No seu discurso sobre o Estado da Nação proferido a 15 de Outubro, o Presidente da República referiu que a taxa acumulada de inflação da moeda nacional baixou de 41,95% para 16,9%, entre 2017 e 2019, tendo esta trajectória de redução da inflação sido interrompida por força da pandemia da COVID-19, que afectou o ciclo de produção e de circulação de bens e serviços do país.
O mais alto mandatário da nação reconheceu que o com o surgimento da COVID-19, o mercado de trabalho tem sido fortemente abalado.
Porém, referiu que apesar da situação desfavorável cerca de 19 mil trabalhadores encontraram emprego durante o primeiro semestre do ano, através de centros de emprego ou no contacto directo com as empresas.
Esta afirmação pouco conforto dá aqueles que ganham vida transportando mercadorias nos armazéns grossistas e ajuda na divisão de bens alimentares adquiridos no âmbito do método “sócia”.
“Nós para comer dependemos de chamar sócia, porque não temos emprego. Ao juntar as pessoas para comprar e dividir os alimentos eu recebo 150 kwanzas. Este dinheiro só serve mesmo para comer. O que eu gostaria de dizer é que devem dar emprego aos jovens”; reforçaram os jovens Aguinaldo José Miguel e Fernando Francisco.
A cada dia que passa o método ganha mais adesão. Pessoas de vários estratos sociais, com empregos fixos ou não, todos falam da perda do poder de compra como sendo a razão para optar pela compra partilhada de bens alimentares.

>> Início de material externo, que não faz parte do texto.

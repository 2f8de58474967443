//! # Ruo Test
//!
//! In-process testing for Ruo applications. Requests go through the
//! complete pipeline, exactly as they would behind the HTTP server, but no
//! socket is bound.
//!
//! ## Example
//!
//! ```ignore
//! use ruo_test::TestClient;
//!
//! #[tokio::test]
//! async fn test_get_user() {
//!     let client = TestClient::new(app);
//!
//!     let response = client
//!         .get("/users/123")
//!         .header("x-api-key", "secret")
//!         .send()
//!         .await;
//!
//!     response.assert_status_code(200);
//!     assert_eq!(response.json_value().unwrap()["id"], "123");
//! }
//! ```

#![doc(html_root_url = "https://docs.rs/ruo-test/0.1.0")]
#![warn(missing_docs)]
#![forbid(unsafe_code)]

mod client;
mod error;
mod request;
mod response;

// Re-export main types at crate root
pub use client::{TestClient, TestClientRequest};
pub use error::TestError;
pub use request::{TestRequest, TestRequestBuilder};
pub use response::TestResponse;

Iracelma Fernandes, funcionária pública refere que a situação está cada vez pior, não sendo o salário suficiente para compra de alimentos pelo menos, sem que se recorra ao método de “sócia”.
Para Miguel de Lima, Educador Social, este fenómeno tem ajudado muitas famílias a minimizar as suas dificuldades, mas não traz progresso social, nem bem-estar, estando cada vez mais evidente as altas taxas de desemprego.
“A vida em Angola é tão cara que mesmo com 500 mil kwanzas as pessoas têm dificuldades em fazer compras para ajudar as famílias. O Estado deveria implementar novas políticas para ajudar as famílias de forma geral”, disse
Este apoio à família, diz o especialista “devia permitir a criação de fontes de rendimentos auto-sustentáveis como apoio a criação de oficinas para os jovens acudirem as famílias, por exemplo”.
O filósofo João Binda afirma que o fenómeno é lamentável porque revela a perda do poder de compra, o aumento significativo da pobreza e da miséria na sociedade angolana.
O analista refere por outro lado que é preciso que se encontre uma solução para esta situação que expõe as fragilidades da classe média angolana e das falhas de governação.
“É preciso não combater o fenómeno em si de “socia”. Ali não há nenhum problema. A solução passa por investigar a origem da subida vertiginosa dos preços da cesta básica. É preciso investigar quem não está a pensar no bem comum, está a pensar no bem próprio”, defendeu.